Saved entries
================================
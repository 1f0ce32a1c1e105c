use crate::adapters::gemini::{DEFAULT_ENDPOINT, DEFAULT_MODEL};
use crate::adapters::supabase::DEFAULT_TABLE;
use crate::core::prompt::DEFAULT_SYSTEM_INSTRUCTION;
use crate::domain::ports::ConfigProvider;
use crate::utils::error::{Result, SermonError};
use crate::utils::validation::{self, Validate};
use serde::{Deserialize, Serialize};
use std::path::Path;
use std::time::Duration;

pub const DEFAULT_NEWSLETTER_URL: &str = "https://docs.google.com/spreadsheets/d/1CDALlD2V_Rm_cSaabZCEVIa2LMpV48IsOXrdFQ8lR5E/export?format=csv";

/// Non-secret settings. Every section and key is optional.
#[derive(Debug, Clone, Default, Serialize, Deserialize)]
#[serde(default)]
pub struct TomlConfig {
    pub newsletter: NewsletterConfig,
    pub completion: CompletionConfig,
    pub persistence: PersistenceConfig,
    pub http: HttpConfig,
}

#[derive(Debug, Clone, Serialize, Deserialize)]
#[serde(default)]
pub struct NewsletterConfig {
    pub url: String,
}

impl Default for NewsletterConfig {
    fn default() -> Self {
        Self {
            url: DEFAULT_NEWSLETTER_URL.to_string(),
        }
    }
}

#[derive(Debug, Clone, Serialize, Deserialize)]
#[serde(default)]
pub struct CompletionConfig {
    pub model: String,
    pub endpoint: String,
    pub system_instruction: Option<String>,
    pub system_instruction_file: Option<String>,
}

impl Default for CompletionConfig {
    fn default() -> Self {
        Self {
            model: DEFAULT_MODEL.to_string(),
            endpoint: DEFAULT_ENDPOINT.to_string(),
            system_instruction: None,
            system_instruction_file: None,
        }
    }
}

#[derive(Debug, Clone, Serialize, Deserialize)]
#[serde(default)]
pub struct PersistenceConfig {
    pub table: String,
}

impl Default for PersistenceConfig {
    fn default() -> Self {
        Self {
            table: DEFAULT_TABLE.to_string(),
        }
    }
}

#[derive(Debug, Clone, Default, Serialize, Deserialize)]
#[serde(default)]
pub struct HttpConfig {
    pub timeout_seconds: Option<u64>,
}

impl TomlConfig {
    /// 從 TOML 檔案載入配置
    pub fn from_file<P: AsRef<Path>>(path: P) -> Result<Self> {
        let content = std::fs::read_to_string(&path).map_err(SermonError::IoError)?;
        Self::from_toml_str(&content)
    }

    /// 從 TOML 字串解析配置
    pub fn from_toml_str(content: &str) -> Result<Self> {
        let processed_content = Self::substitute_env_vars(content);

        toml::from_str(&processed_content).map_err(|e| SermonError::ConfigValidationError {
            field: "toml_parsing".to_string(),
            message: format!("TOML parsing error: {}", e),
        })
    }

    /// 替換環境變數 (例如 ${SUPABASE_URL})；未設定的保持原樣
    fn substitute_env_vars(content: &str) -> String {
        use regex::Regex;
        use std::sync::OnceLock;

        static PLACEHOLDER: OnceLock<Regex> = OnceLock::new();
        let re = PLACEHOLDER
            .get_or_init(|| Regex::new(r"\$\{([^}]+)\}").expect("placeholder pattern is valid"));

        re.replace_all(content, |caps: &regex::Captures| {
            let var_name = &caps[1];
            std::env::var(var_name).unwrap_or_else(|_| format!("${{{}}}", var_name))
        })
        .to_string()
    }

    /// Inline instruction, then the instruction file, then the built-in persona.
    pub fn system_instruction(&self) -> Result<String> {
        if let Some(inline) = &self.completion.system_instruction {
            return Ok(inline.clone());
        }
        if let Some(path) = &self.completion.system_instruction_file {
            return std::fs::read_to_string(path).map_err(SermonError::IoError);
        }
        Ok(DEFAULT_SYSTEM_INSTRUCTION.to_string())
    }

    pub fn validate_config(&self) -> Result<()> {
        validation::validate_url("newsletter.url", &self.newsletter.url)?;
        validation::validate_url("completion.endpoint", &self.completion.endpoint)?;
        validation::validate_non_empty_string("completion.model", &self.completion.model)?;
        validation::validate_non_empty_string("persistence.table", &self.persistence.table)?;

        if let Some(timeout) = self.http.timeout_seconds {
            validation::validate_range("http.timeout_seconds", timeout, 1, 600)?;
        }

        if let Some(path) = &self.completion.system_instruction_file {
            validation::validate_path("completion.system_instruction_file", path)?;
            if self.completion.system_instruction.is_some() {
                return Err(SermonError::ConfigValidationError {
                    field: "completion".to_string(),
                    message: "Set either system_instruction or system_instruction_file, not both"
                        .to_string(),
                });
            }
        }

        Ok(())
    }
}

impl ConfigProvider for TomlConfig {
    fn newsletter_url(&self) -> &str {
        &self.newsletter.url
    }

    fn completion_model(&self) -> &str {
        &self.completion.model
    }

    fn completion_endpoint(&self) -> &str {
        &self.completion.endpoint
    }

    fn persistence_table(&self) -> &str {
        &self.persistence.table
    }

    fn request_timeout(&self) -> Option<Duration> {
        self.http.timeout_seconds.map(Duration::from_secs)
    }
}

impl Validate for TomlConfig {
    fn validate(&self) -> Result<()> {
        self.validate_config()
    }
}
use thiserror::Error;

#[derive(Error, Debug)]
pub enum SermonError {
    #[error("Network response was not ok, status: {status}")]
    Network { status: u16 },

    #[error("Network request failed: {0}")]
    Request(#[from] reqwest::Error),

    #[error("Failed to generate spiritual sermon. Details: {message}")]
    Generation { message: String },

    #[error("{message}")]
    Persistence { message: String },

    #[error("IO error: {0}")]
    IoError(#[from] std::io::Error),

    #[error("Serialization error: {0}")]
    SerializationError(#[from] serde_json::Error),

    #[error("Missing required configuration: {field}")]
    MissingConfigError { field: String },

    #[error("Invalid value for {field} ({value}): {reason}")]
    InvalidConfigValueError {
        field: String,
        value: String,
        reason: String,
    },

    #[error("Configuration error in {field}: {message}")]
    ConfigValidationError { field: String, message: String },
}

#[derive(Debug, Clone, Copy, PartialEq, Eq)]
pub enum ErrorCategory {
    Network,
    Generation,
    Persistence,
    Configuration,
    System,
}

#[derive(Debug, Clone, Copy, PartialEq, Eq, PartialOrd, Ord)]
pub enum ErrorSeverity {
    Low,
    Medium,
    High,
    Critical,
}

impl SermonError {
    pub fn generation(message: impl Into<String>) -> Self {
        Self::Generation {
            message: message.into(),
        }
    }

    pub fn persistence(message: impl Into<String>) -> Self {
        Self::Persistence {
            message: message.into(),
        }
    }

    pub fn category(&self) -> ErrorCategory {
        match self {
            Self::Network { .. } | Self::Request(_) => ErrorCategory::Network,
            Self::Generation { .. } => ErrorCategory::Generation,
            Self::Persistence { .. } => ErrorCategory::Persistence,
            Self::MissingConfigError { .. }
            | Self::InvalidConfigValueError { .. }
            | Self::ConfigValidationError { .. } => ErrorCategory::Configuration,
            Self::IoError(_) | Self::SerializationError(_) => ErrorCategory::System,
        }
    }

    pub fn severity(&self) -> ErrorSeverity {
        match self.category() {
            ErrorCategory::Network => ErrorSeverity::Medium,
            ErrorCategory::Generation | ErrorCategory::Persistence => ErrorSeverity::High,
            ErrorCategory::Configuration => ErrorSeverity::Critical,
            ErrorCategory::System => ErrorSeverity::Critical,
        }
    }

    pub fn user_friendly_message(&self) -> String {
        match self.category() {
            ErrorCategory::Network => format!("Could not fetch the newsletter: {}", self),
            ErrorCategory::Generation => format!("The sermon could not be generated: {}", self),
            ErrorCategory::Persistence => format!("The sermon could not be saved: {}", self),
            ErrorCategory::Configuration => format!("Configuration problem: {}", self),
            ErrorCategory::System => format!("System error: {}", self),
        }
    }

    pub fn recovery_suggestion(&self) -> &'static str {
        match self {
            Self::Network { status } if *status >= 500 => {
                "The newsletter host is failing, try again later"
            }
            Self::Network { .. } => "Check that the newsletter export URL is public and correct",
            Self::Request(_) => "Check your network connection and try again",
            Self::Generation { .. } => "Check API_KEY and the completion model name, then try again",
            Self::Persistence { .. } => {
                "Check SUPABASE_URL, SUPABASE_ANON_KEY and the blog_posts table, then retry the save"
            }
            Self::MissingConfigError { .. } => {
                "Set the missing variable in the environment or in a .env file"
            }
            Self::InvalidConfigValueError { .. } | Self::ConfigValidationError { .. } => {
                "Fix the configuration file or command-line override"
            }
            Self::IoError(_) => "Check file paths and permissions",
            Self::SerializationError(_) => "The remote service returned an unexpected payload",
        }
    }
}

pub type Result<T> = std::result::Result<T, SermonError>;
================================
▸ What the task asks: Wherever "ConfigValidationError" occurs in the records above, copy the line it sits in.

▸ Answer below:
        toml::from_str(&processed_content).map_err(|e| SermonError::ConfigValidationError {
                return Err(SermonError::ConfigValidationError {
    ConfigValidationError { field: String, message: String },
            | Self::ConfigValidationError { .. } => ErrorCategory::Configuration,
            Self::InvalidConfigValueError { .. } | Self::ConfigValidationError { .. } => {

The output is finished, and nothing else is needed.